Up to 20% of all foods that are grown and produced do not meet strict market requirements and usually end up being plowed under or considered “waste” – produce that is crooked or discolored, a mislabeled container of yogurt, a zucchini that has grown too large, too fast. Another 10%-20% is being trimmed off or thrown out at retail stores and restaurants – the stem of a broccoli, the outside leaves of a head of salad, food too close to the expiration date.
And if this was not enough, of all the food we buy, another 20% goes to waste at the household level – the liter of spoiled milk, a two week old half-empty jar of tomato sauce, or the carrots that have gotten so soft you can bend them around your head.

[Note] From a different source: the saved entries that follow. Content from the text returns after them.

//! Booking side of the booking-payment saga.
//!
//! The booking service owns the inventory ledger (ticket categories and their
//! remaining quota) and the booking aggregate. A booking is created `Pending`
//! while its quantity is taken from the ledger in the same transaction, then
//! moves exactly once to `Confirmed` or `Cancelled`:
//!
//! 1. `payment.success` from the payment service confirms it
//! 2. `payment.failed` / `payment.expired`, a manual cancel or the expiry
//!    sweeper cancels it and returns its quantity to the ledger
//!
//! Cancellations not caused by the payment service are announced to it with
//! `booking.cancelled` / `booking.expired`.

pub mod aggregate;
pub mod catalog;
pub mod coordinator;
pub mod error;
pub mod ledger;
pub mod seed;
pub mod state;
pub mod store;
pub mod sweeper;

pub use aggregate::{Booking, HOLD_MINUTES, Transition};
pub use catalog::{Event, InventoryItem};
pub use coordinator::{BookingCoordinator, CreateBooking, ExpiryReport};
pub use error::{BookingError, Result};
pub use seed::seed_demo_catalog;
pub use state::BookingStatus;
pub use store::{
    BookingFilter, BookingStore, BookingTx, InMemoryBookingStore, PostgresBookingStore,
};
pub use sweeper::ExpirySweeper;
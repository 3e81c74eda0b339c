//! Payment creation, lookup and administrative status endpoints.

use std::sync::Arc;

use axum::Json;
use axum::extract::rejection::JsonRejection;
use axum::extract::{Path, State};
use axum::http::StatusCode;
use common::{BookingId, Money, PaymentId};
use payment::{CreatePayment, Payment, PaymentMethod, PaymentStatus, PaymentStore};
use serde::Deserialize;

use super::{json_body, parse_id};
use crate::AppState;
use crate::error::ApiError;

// -- Request types --

#[derive(Debug, Deserialize)]
pub struct CreatePaymentRequest {
    #[serde(default)]
    pub booking_id: String,
    #[serde(default)]
    pub amount: f64,
    #[serde(default)]
    pub payment_method: String,
}

#[derive(Debug, Deserialize)]
pub struct UpdateStatusRequest {
    #[serde(default)]
    pub status: String,
}

// -- Handlers --

/// POST /payments: open a pending payment for a booking.
#[tracing::instrument(skip(state, body))]
pub async fn create<S: PaymentStore + 'static>(
    State(state): State<Arc<AppState<S>>>,
    body: Result<Json<CreatePaymentRequest>, JsonRejection>,
) -> Result<(StatusCode, Json<Payment>), ApiError> {
    let req = json_body(body)?;
    if req.booking_id.is_empty()
        || !req.amount.is_finite()
        || req.amount <= 0.0
        || req.payment_method.is_empty()
    {
        return Err(ApiError::BadRequest(
            "booking_id, amount, and payment_method are required and must be valid".to_string(),
        ));
    }
    let booking_id: BookingId = parse_id("booking ID", &req.booking_id)?;
    let method: PaymentMethod = req.payment_method.parse().map_err(ApiError::BadRequest)?;

    let payment = state
        .coordinator
        .create_payment(CreatePayment::new(
            booking_id,
            Money::from_decimal(req.amount),
            method,
        ))
        .await?;

    Ok((StatusCode::CREATED, Json(payment)))
}

/// GET /payments: all payments, newest first.
#[tracing::instrument(skip(state))]
pub async fn list<S: PaymentStore + 'static>(
    State(state): State<Arc<AppState<S>>>,
) -> Result<Json<Vec<Payment>>, ApiError> {
    Ok(Json(state.coordinator.list_payments().await?))
}

/// GET /payments/{id}
#[tracing::instrument(skip(state))]
pub async fn get<S: PaymentStore + 'static>(
    State(state): State<Arc<AppState<S>>>,
    Path(id): Path<String>,
) -> Result<Json<Payment>, ApiError> {
    let payment_id: PaymentId = parse_id("payment ID", &id)?;
    Ok(Json(state.coordinator.get_payment(payment_id).await?))
}

/// PUT /payments/{id}/status: administrative override. Accepts any known
/// status regardless of the current one and does not notify the booking
/// service.
#[tracing::instrument(skip(state, body))]
pub async fn update_status<S: PaymentStore + 'static>(
    State(state): State<Arc<AppState<S>>>,
    Path(id): Path<String>,
    body: Result<Json<UpdateStatusRequest>, JsonRejection>,
) -> Result<Json<Payment>, ApiError> {
    let payment_id: PaymentId = parse_id("payment ID", &id)?;
    let req = json_body(body)?;
    if req.status.is_empty() {
        return Err(ApiError::BadRequest("status is required".to_string()));
    }
    let status: PaymentStatus = req.status.parse().map_err(ApiError::BadRequest)?;

    Ok(Json(
        state
            .coordinator
            .update_payment_status(payment_id, status)
            .await?,
    ))
}
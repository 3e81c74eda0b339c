//! Integration tests for the booking service HTTP surface.

use std::sync::{Arc, OnceLock};

use axum::body::Body;
use axum::http::{Request, StatusCode};
use booking::{BookingCoordinator, BookingStore, Event, InMemoryBookingStore, InventoryItem};
use booking_api::identity::StaticAuthenticator;
use booking_api::{AppState, PaymentPublisher};
use chrono::Utc;
use common::{Money, UserId};
use messaging::{BookingEvent, BookingNotification, InMemoryPublisher};
use metrics_exporter_prometheus::PrometheusHandle;
use tower::ServiceExt;

static METRICS_HANDLE: OnceLock<PrometheusHandle> = OnceLock::new();

fn get_metrics_handle() -> PrometheusHandle {
    METRICS_HANDLE
        .get_or_init(|| {
            let builder = metrics_exporter_prometheus::PrometheusBuilder::new();
            builder
                .install_recorder()
                .expect("failed to install Prometheus recorder")
        })
        .clone()
}

const TOKEN: &str = "test-token";

struct TestApp {
    app: axum::Router,
    outbox: InMemoryPublisher<BookingNotification>,
    user_id: UserId,
    event: Event,
    item: InventoryItem,
}

impl TestApp {
    async fn new() -> Self {
        let store = InMemoryBookingStore::new();
        let event = Event::new("Rock Concert", "Loud", Utc::now());
        store.insert_event(&event).await.unwrap();
        let item = InventoryItem::new(event.id, "VIP", Money::from_major(150), 10);
        store.insert_ticket(&item).await.unwrap();

        let outbox = InMemoryPublisher::new();
        let publisher: PaymentPublisher = Arc::new(outbox.clone());
        let coordinator = Arc::new(BookingCoordinator::new(store, publisher));
        let user_id = UserId::new();
        let identity = Arc::new(StaticAuthenticator::new(TOKEN, user_id));
        let state = Arc::new(AppState::new(coordinator, identity));

        Self {
            app: booking_api::create_app(state, get_metrics_handle()),
            outbox,
            user_id,
            event,
            item,
        }
    }

    async fn send(&self, request: Request<Body>) -> (StatusCode, serde_json::Value) {
        let response = self.app.clone().oneshot(request).await.unwrap();
        let status = response.status();
        let body = axum::body::to_bytes(response.into_body(), usize::MAX)
            .await
            .unwrap();
        let json = if body.is_empty() {
            serde_json::Value::Null
        } else {
            serde_json::from_slice(&body).unwrap_or(serde_json::Value::Null)
        };
        (status, json)
    }

    async fn get(&self, uri: &str) -> (StatusCode, serde_json::Value) {
        self.send(Request::builder().uri(uri).body(Body::empty()).unwrap())
            .await
    }

    async fn send_json(
        &self,
        method: &str,
        uri: &str,
        body: serde_json::Value,
    ) -> (StatusCode, serde_json::Value) {
        self.send(
            Request::builder()
                .method(method)
                .uri(uri)
                .header("content-type", "application/json")
                .body(Body::from(body.to_string()))
                .unwrap(),
        )
        .await
    }

    async fn book(&self, quantity: i64) -> (StatusCode, serde_json::Value) {
        self.send(
            Request::builder()
                .method("POST")
                .uri("/bookings")
                .header("content-type", "application/json")
                .header("authorization", format!("Bearer {TOKEN}"))
                .body(Body::from(
                    serde_json::json!({
                        "event_id": self.event.id.to_string(),
                        "ticket_id": self.item.id.to_string(),
                        "quantity": quantity,
                    })
                    .to_string(),
                ))
                .unwrap(),
        )
        .await
    }

    async fn quota(&self) -> i64 {
        let (_, ticket) = self.get(&format!("/tickets/{}", self.item.id)).await;
        ticket["quota"].as_i64().unwrap()
    }
}

#[tokio::test]
async fn test_health_check() {
    let t = TestApp::new().await;

    let (status, json) = t.get("/health").await;

    assert_eq!(status, StatusCode::OK);
    assert_eq!(json["status"], "ok");
    assert_eq!(json["service"], "booking-service");
}

#[tokio::test]
async fn test_metrics_endpoint() {
    let t = TestApp::new().await;

    let response = t
        .app
        .clone()
        .oneshot(Request::builder().uri("/metrics").body(Body::empty()).unwrap())
        .await
        .unwrap();

    assert_eq!(response.status(), StatusCode::OK);
    let content_type = response.headers()["content-type"].to_str().unwrap();
    assert!(content_type.starts_with("text/plain"));
}

#[tokio::test]
async fn test_catalog_reads() {
    let t = TestApp::new().await;

    let (status, events) = t.get("/events").await;
    assert_eq!(status, StatusCode::OK);
    assert_eq!(events.as_array().unwrap().len(), 1);
    assert_eq!(events[0]["name"], "Rock Concert");

    let (status, event) = t.get(&format!("/events/{}", t.event.id)).await;
    assert_eq!(status, StatusCode::OK);
    assert_eq!(event["id"], t.event.id.to_string());

    let (status, tickets) = t.get(&format!("/events/{}/tickets", t.event.id)).await;
    assert_eq!(status, StatusCode::OK);
    assert_eq!(tickets[0]["category"], "VIP");
    assert_eq!(tickets[0]["quota"], 10);
}

#[tokio::test]
async fn test_unknown_event_is_not_found() {
    let t = TestApp::new().await;

    let (status, json) = t.get(&format!("/events/{}", uuid::Uuid::new_v4())).await;

    assert_eq!(status, StatusCode::NOT_FOUND);
    assert!(json["error"].as_str().is_some());
}

#[tokio::test]
async fn test_malformed_id_is_bad_request() {
    let t = TestApp::new().await;

    let (status, json) = t.get("/bookings/not-a-uuid").await;

    assert_eq!(status, StatusCode::BAD_REQUEST);
    assert!(json["error"].as_str().unwrap().contains("booking ID"));
}

#[tokio::test]
async fn test_create_booking() {
    let t = TestApp::new().await;

    let (status, json) = t.book(2).await;

    assert_eq!(status, StatusCode::CREATED);
    assert_eq!(json["status"], "PENDING");
    assert_eq!(json["quantity"], 2);
    assert_eq!(json["total_amount"], 300.0);
    assert_eq!(json["user_id"], t.user_id.to_string());
    assert!(json["expires_at"].as_str().is_some());
    assert_eq!(t.quota().await, 8);
}

#[tokio::test]
async fn test_create_booking_requires_authorization() {
    let t = TestApp::new().await;

    let (status, json) = t
        .send_json(
            "POST",
            "/bookings",
            serde_json::json!({
                "event_id": t.event.id.to_string(),
                "ticket_id": t.item.id.to_string(),
                "quantity": 1,
            }),
        )
        .await;

    assert_eq!(status, StatusCode::UNAUTHORIZED);
    assert_eq!(json["error"], "Authorization token is required");
    assert_eq!(t.quota().await, 10);
}

#[tokio::test]
async fn test_create_booking_rejects_wrong_token() {
    let t = TestApp::new().await;

    let (status, _) = t
        .send(
            Request::builder()
                .method("POST")
                .uri("/bookings")
                .header("content-type", "application/json")
                .header("authorization", "Bearer wrong")
                .body(Body::from("{}"))
                .unwrap(),
        )
        .await;

    assert_eq!(status, StatusCode::UNAUTHORIZED);
}

#[tokio::test]
async fn test_create_booking_validation() {
    let t = TestApp::new().await;

    let (status, _) = t.book(0).await;
    assert_eq!(status, StatusCode::BAD_REQUEST);

    let (status, _) = t.book(-3).await;
    assert_eq!(status, StatusCode::BAD_REQUEST);

    let (status, json) = t.book(11).await;
    assert_eq!(status, StatusCode::BAD_REQUEST);
    assert!(json["error"].as_str().unwrap().contains("Insufficient"));

    assert_eq!(t.quota().await, 10);
}

#[tokio::test]
async fn test_get_and_list_bookings() {
    let t = TestApp::new().await;
    let (_, first) = t.book(1).await;
    let (_, second) = t.book(2).await;

    let (status, fetched) = t
        .get(&format!("/bookings/{}", first["id"].as_str().unwrap()))
        .await;
    assert_eq!(status, StatusCode::OK);
    assert_eq!(fetched["id"], first["id"]);

    let (status, all) = t.get("/bookings").await;
    assert_eq!(status, StatusCode::OK);
    let all = all.as_array().unwrap();
    assert_eq!(all.len(), 2);
    assert_eq!(all[0]["id"], second["id"]);

    let (_, mine) = t.get(&format!("/bookings?user_id={}", t.user_id)).await;
    assert_eq!(mine.as_array().unwrap().len(), 2);

    let (_, theirs) = t.get(&format!("/bookings?user_id={}", UserId::new())).await;
    assert!(theirs.as_array().unwrap().is_empty());
}

#[tokio::test]
async fn test_cancel_via_status_endpoint_releases_and_notifies() {
    let t = TestApp::new().await;
    let (_, booking) = t.book(4).await;
    let id = booking["id"].as_str().unwrap();

    let (status, json) = t
        .send_json(
            "PUT",
            &format!("/bookings/{id}/status"),
            serde_json::json!({ "status": "CANCELLED" }),
        )
        .await;

    assert_eq!(status, StatusCode::OK);
    assert_eq!(json["status"], "CANCELLED");
    assert_eq!(t.quota().await, 10);

    let sent = t.outbox.sent().await;
    assert_eq!(sent.len(), 1);
    assert_eq!(sent[0].event, BookingEvent::Cancelled);
    assert_eq!(sent[0].booking_id.to_string(), id);
}

#[tokio::test]
async fn test_status_endpoint_rejects_unknown_and_legacy_targets() {
    let t = TestApp::new().await;
    let (_, booking) = t.book(1).await;
    let uri = format!("/bookings/{}/status", booking["id"].as_str().unwrap());

    let (status, _) = t
        .send_json("PUT", &uri, serde_json::json!({ "status": "SHIPPED" }))
        .await;
    assert_eq!(status, StatusCode::BAD_REQUEST);

    let (status, _) = t
        .send_json("PUT", &uri, serde_json::json!({ "status": "PAID" }))
        .await;
    assert_eq!(status, StatusCode::BAD_REQUEST);

    let (status, _) = t.send_json("PUT", &uri, serde_json::json!({})).await;
    assert_eq!(status, StatusCode::BAD_REQUEST);

    let (_, fetched) = t.get(&uri.replace("/status", "")).await;
    assert_eq!(fetched["status"], "PENDING");
}

#[tokio::test]
async fn test_payment_webhook_confirms_booking() {
    let t = TestApp::new().await;
    let (_, booking) = t.book(2).await;

    let (status, json) = t
        .send_json(
            "POST",
            "/bookings/webhook/payment",
            serde_json::json!({
                "event": "payment.success",
                "payment_id": uuid::Uuid::new_v4().to_string(),
                "booking_id": booking["id"],
                "status": "PAID",
            }),
        )
        .await;

    assert_eq!(status, StatusCode::OK);
    assert_eq!(json["status"], "CONFIRMED");
    assert_eq!(t.quota().await, 8);
    assert_eq!(t.outbox.sent_count().await, 0);
}

#[tokio::test]
async fn test_payment_webhook_failure_releases() {
    let t = TestApp::new().await;
    let (_, booking) = t.book(3).await;

    let (status, json) = t
        .send_json(
            "POST",
            "/bookings/webhook/payment",
            serde_json::json!({ "event": "payment.failed", "booking_id": booking["id"] }),
        )
        .await;

    assert_eq!(status, StatusCode::OK);
    assert_eq!(json["status"], "CANCELLED");
    assert_eq!(t.quota().await, 10);
}

#[tokio::test]
async fn test_duplicate_payment_webhook_is_rejected() {
    let t = TestApp::new().await;
    let (_, booking) = t.book(2).await;
    let body = serde_json::json!({ "event": "payment.success", "booking_id": booking["id"] });

    let (first, _) = t
        .send_json("POST", "/bookings/webhook/payment", body.clone())
        .await;
    let (second, json) = t.send_json("POST", "/bookings/webhook/payment", body).await;

    assert_eq!(first, StatusCode::OK);
    assert_eq!(second, StatusCode::BAD_REQUEST);
    assert!(json["error"].as_str().unwrap().contains("not pending"));
    assert_eq!(t.quota().await, 8);
}

#[tokio::test]
async fn test_payment_webhook_unknown_event() {
    let t = TestApp::new().await;
    let (_, booking) = t.book(1).await;

    let (status, json) = t
        .send_json(
            "POST",
            "/bookings/webhook/payment",
            serde_json::json!({ "event": "payment.refunded", "booking_id": booking["id"] }),
        )
        .await;

    assert_eq!(status, StatusCode::BAD_REQUEST);
    assert!(json["error"].as_str().unwrap().contains("Unknown event"));
}

#[tokio::test]
async fn test_payment_webhook_requires_fields() {
    let t = TestApp::new().await;

    let (status, json) = t
        .send_json(
            "POST",
            "/bookings/webhook/payment",
            serde_json::json!({ "event": "payment.success" }),
        )
        .await;

    assert_eq!(status, StatusCode::BAD_REQUEST);
    assert_eq!(json["error"], "booking_id and event are required");
}
//! Payment side of the booking-payment saga.
//!
//! A payment is opened against an existing booking (at most one per booking)
//! and resolved once by the payment gateway. Each resolution is pushed to the
//! booking service as `payment.success` or `payment.failed`; in the other
//! direction, `booking.expired` / `booking.cancelled` expire a payment that is
//! still pending.

pub mod aggregate;
pub mod coordinator;
pub mod directory;
pub mod error;
pub mod state;
pub mod store;

pub use aggregate::{DEFAULT_CURRENCY, Payment};
pub use coordinator::{CreatePayment, PaymentCoordinator};
pub use directory::{
    BookingDirectory, BookingSnapshot, HttpBookingDirectory, InMemoryBookingDirectory,
};
pub use error::{PaymentError, Result};
pub use state::{PaymentMethod, PaymentStatus};
pub use store::{InMemoryPaymentStore, PaymentStore, PostgresPaymentStore};
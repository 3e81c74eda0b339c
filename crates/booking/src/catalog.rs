//! Events and the ticket categories sold for them.

use chrono::{DateTime, Utc};
use common::{EventId, Money, TicketId};
use serde::{Deserialize, Serialize};

/// A ticketed event.
#[derive(Debug, Clone, PartialEq, Eq, Serialize, Deserialize)]
pub struct Event {
    pub id: EventId,
    pub name: String,
    pub description: String,
    pub event_date: DateTime<Utc>,
    pub created_at: DateTime<Utc>,
}

impl Event {
    pub fn new(
        name: impl Into<String>,
        description: impl Into<String>,
        event_date: DateTime<Utc>,
    ) -> Self {
        Self {
            id: EventId::new(),
            name: name.into(),
            description: description.into(),
            event_date,
            created_at: Utc::now(),
        }
    }
}

/// A ticket category and its remaining quota: one row of the inventory ledger.
///
/// `quota` only ever changes through [`crate::ledger`] while the row is
/// locked, and never drops below zero.
#[derive(Debug, Clone, PartialEq, Eq, Serialize, Deserialize)]
pub struct InventoryItem {
    pub id: TicketId,
    pub event_id: EventId,
    pub category: String,
    pub price: Money,
    pub quota: u32,
}

impl InventoryItem {
    pub fn new(event_id: EventId, category: impl Into<String>, price: Money, quota: u32) -> Self {
        Self {
            id: TicketId::new(),
            event_id,
            category: category.into(),
            price,
            quota,
        }
    }

    /// Returns true if `quantity` more units can be reserved.
    pub fn can_reserve(&self, quantity: u32) -> bool {
        self.quota >= quantity
    }

    /// Returns the price of `quantity` tickets at the current unit price.
    pub fn price_for(&self, quantity: u32) -> Money {
        self.price.multiply(quantity)
    }
}
//! Payment service entry point.

use std::sync::Arc;

use messaging::HttpPublisher;
use metrics_exporter_prometheus::PrometheusHandle;
use payment::{HttpBookingDirectory, InMemoryPaymentStore, PaymentStore, PostgresPaymentStore};
use payment_api::config::Config;
use payment_api::{AppState, BookingLookup, BookingPublisher};
use tokio::signal;
use tracing_subscriber::EnvFilter;
use tracing_subscriber::layer::SubscriberExt;
use tracing_subscriber::util::SubscriberInitExt;

/// Waits for a shutdown signal (SIGINT or SIGTERM).
async fn shutdown_signal() {
    let ctrl_c = async {
        signal::ctrl_c()
            .await
            .expect("failed to install SIGINT handler");
    };

    #[cfg(unix)]
    let terminate = async {
        signal::unix::signal(signal::unix::SignalKind::terminate())
            .expect("failed to install SIGTERM handler")
            .recv()
            .await;
    };

    #[cfg(not(unix))]
    let terminate = std::future::pending::<()>();

    tokio::select! {
        () = ctrl_c => {
            tracing::info!("received SIGINT, starting graceful shutdown");
        }
        () = terminate => {
            tracing::info!("received SIGTERM, starting graceful shutdown");
        }
    }
}

async fn serve<S: PaymentStore + 'static>(
    store: S,
    config: Config,
    metrics_handle: PrometheusHandle,
) {
    let bookings: BookingLookup = Arc::new(
        HttpBookingDirectory::new(config.booking_service_url.as_str(), config.http_timeout())
            .expect("failed to build booking service client"),
    );
    let publisher: BookingPublisher = Arc::new(
        HttpPublisher::new(config.booking_webhook_url.as_str(), config.http_timeout())
            .expect("failed to build booking webhook client"),
    );

    let state = Arc::new(AppState::new(store, bookings, publisher));
    let app = payment_api::create_app(state, metrics_handle);

    let addr = config.addr();
    tracing::info!(%addr, "starting payment service");

    let listener = tokio::net::TcpListener::bind(&addr)
        .await
        .expect("failed to bind address");
    axum::serve(listener, app)
        .with_graceful_shutdown(shutdown_signal())
        .await
        .expect("server error");

    tracing::info!("server shut down gracefully");
}

#[tokio::main]
async fn main() {
    let config = Config::from_env();

    // 1. Initialize tracing
    let filter = EnvFilter::try_from_default_env()
        .unwrap_or_else(|_| EnvFilter::new(config.log_level.as_str()));
    let registry = tracing_subscriber::registry().with(filter);
    if config.json_logs() {
        registry.with(tracing_subscriber::fmt::layer().json()).init();
    } else {
        registry.with(tracing_subscriber::fmt::layer()).init();
    }

    // 2. Install Prometheus metrics recorder
    let metrics_handle = metrics_exporter_prometheus::PrometheusBuilder::new()
        .install_recorder()
        .expect("failed to install Prometheus recorder");

    // 3. Pick the store and run
    match config.database_url.clone() {
        Some(url) => {
            let pool = sqlx::postgres::PgPoolOptions::new()
                .max_connections(20)
                .connect(&url)
                .await
                .expect("failed to connect to database");
            let store = PostgresPaymentStore::new(pool);
            store
                .run_migrations()
                .await
                .expect("failed to run migrations");
            tracing::info!("using PostgreSQL payment store");
            serve(store, config, metrics_handle).await;
        }
        None => {
            tracing::warn!("DATABASE_URL not set, using in-memory payment store");
            serve(InMemoryPaymentStore::new(), config, metrics_handle).await;
        }
    }
}
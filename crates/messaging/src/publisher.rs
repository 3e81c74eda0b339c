//! Outbound notification publishers.

use std::sync::Arc;
use std::time::Duration;

use async_trait::async_trait;
use serde::Serialize;
use tokio::sync::RwLock;

use crate::error::PublishError;

/// Delivers notifications of type `M` to a peer service.
///
/// Delivery is at-most-once from the caller's point of view: an `Err` means
/// the peer may or may not have applied the message, and nothing retries it.
#[async_trait]
pub trait Publisher<M>: Send + Sync
where
    M: Send + 'static,
{
    /// Publishes a single message.
    async fn publish(&self, message: M) -> Result<(), PublishError>;
}

#[async_trait]
impl<M, P> Publisher<M> for Arc<P>
where
    M: Send + 'static,
    P: Publisher<M> + ?Sized,
{
    async fn publish(&self, message: M) -> Result<(), PublishError> {
        (**self).publish(message).await
    }
}

/// Publishes messages as JSON `POST` requests to a fixed webhook URL.
#[derive(Debug, Clone)]
pub struct HttpPublisher {
    client: reqwest::Client,
    url: String,
}

impl HttpPublisher {
    /// Creates a publisher with its own client and request timeout.
    pub fn new(url: impl Into<String>, timeout: Duration) -> Result<Self, PublishError> {
        let client = reqwest::Client::builder().timeout(timeout).build()?;
        Ok(Self::with_client(client, url))
    }

    /// Creates a publisher sharing an existing client.
    pub fn with_client(client: reqwest::Client, url: impl Into<String>) -> Self {
        Self {
            client,
            url: url.into(),
        }
    }

    /// Returns the webhook URL messages are posted to.
    pub fn url(&self) -> &str {
        &self.url
    }
}

#[async_trait]
impl<M> Publisher<M> for HttpPublisher
where
    M: Serialize + Send + Sync + 'static,
{
    async fn publish(&self, message: M) -> Result<(), PublishError> {
        let response = self.client.post(&self.url).json(&message).send().await?;

        let status = response.status();
        if !status.is_success() {
            let body = response.text().await.unwrap_or_default();
            return Err(PublishError::Status {
                status: status.as_u16(),
                body,
            });
        }

        tracing::debug!(url = %self.url, status = status.as_u16(), "notification delivered");
        Ok(())
    }
}

#[derive(Debug)]
struct InMemoryPublisherState<M> {
    sent: Vec<M>,
    fail_on_publish: bool,
}

/// Records published messages in memory. Used by tests and local wiring.
#[derive(Debug)]
pub struct InMemoryPublisher<M> {
    state: Arc<RwLock<InMemoryPublisherState<M>>>,
}

impl<M> Clone for InMemoryPublisher<M> {
    fn clone(&self) -> Self {
        Self {
            state: Arc::clone(&self.state),
        }
    }
}

impl<M> Default for InMemoryPublisher<M> {
    fn default() -> Self {
        Self {
            state: Arc::new(RwLock::new(InMemoryPublisherState {
                sent: Vec::new(),
                fail_on_publish: false,
            })),
        }
    }
}

impl<M: Clone> InMemoryPublisher<M> {
    /// Creates a new in-memory publisher.
    pub fn new() -> Self {
        Self::default()
    }

    /// Configures the publisher to reject subsequent messages.
    pub async fn set_fail_on_publish(&self, fail: bool) {
        self.state.write().await.fail_on_publish = fail;
    }

    /// Returns a copy of every message accepted so far.
    pub async fn sent(&self) -> Vec<M> {
        self.state.read().await.sent.clone()
    }

    /// Returns the number of messages accepted so far.
    pub async fn sent_count(&self) -> usize {
        self.state.read().await.sent.len()
    }
}

#[async_trait]
impl<M> Publisher<M> for InMemoryPublisher<M>
where
    M: Send + Sync + 'static,
{
    async fn publish(&self, message: M) -> Result<(), PublishError> {
        let mut state = self.state.write().await;

        if state.fail_on_publish {
            return Err(PublishError::Rejected("peer unavailable".to_string()));
        }

        state.sent.push(message);
        Ok(())
    }
}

So, of all foods that are grown and produced in the United States, only a little more than half actually ends up in our stomachs – that’s a lot of food being wasted!
Local agriculture and local initiatives often make use of “food waste” – such as San Francisco Food Runners (http://www.foodrunners.org), a program that picks up excess perishable and prepared food from businesses such as restaurants, caterers, bakeries, hospitals, events, corporate cafeterias and hotels, and delivers it directly to shelters and neighborhood programs that feed the hungry; or the Marin Organic School Lunch and Gleaning Program, which adds “seconds” to the weekly order from local schools, enabling 12,000 children to have access to local organic foods – all while working within the schools’ tight food budgets (http://www.marinorganic.org/organic_school_lunch.php).
What else can we do? Share your best tips on what you do at home to avoid food “waste”.
(Just a few days ago, I roasted the leaves of a beet in the oven, added a tad of salt and a sprinkle of olive oil, and they turned into crispy homemade chips – yum!)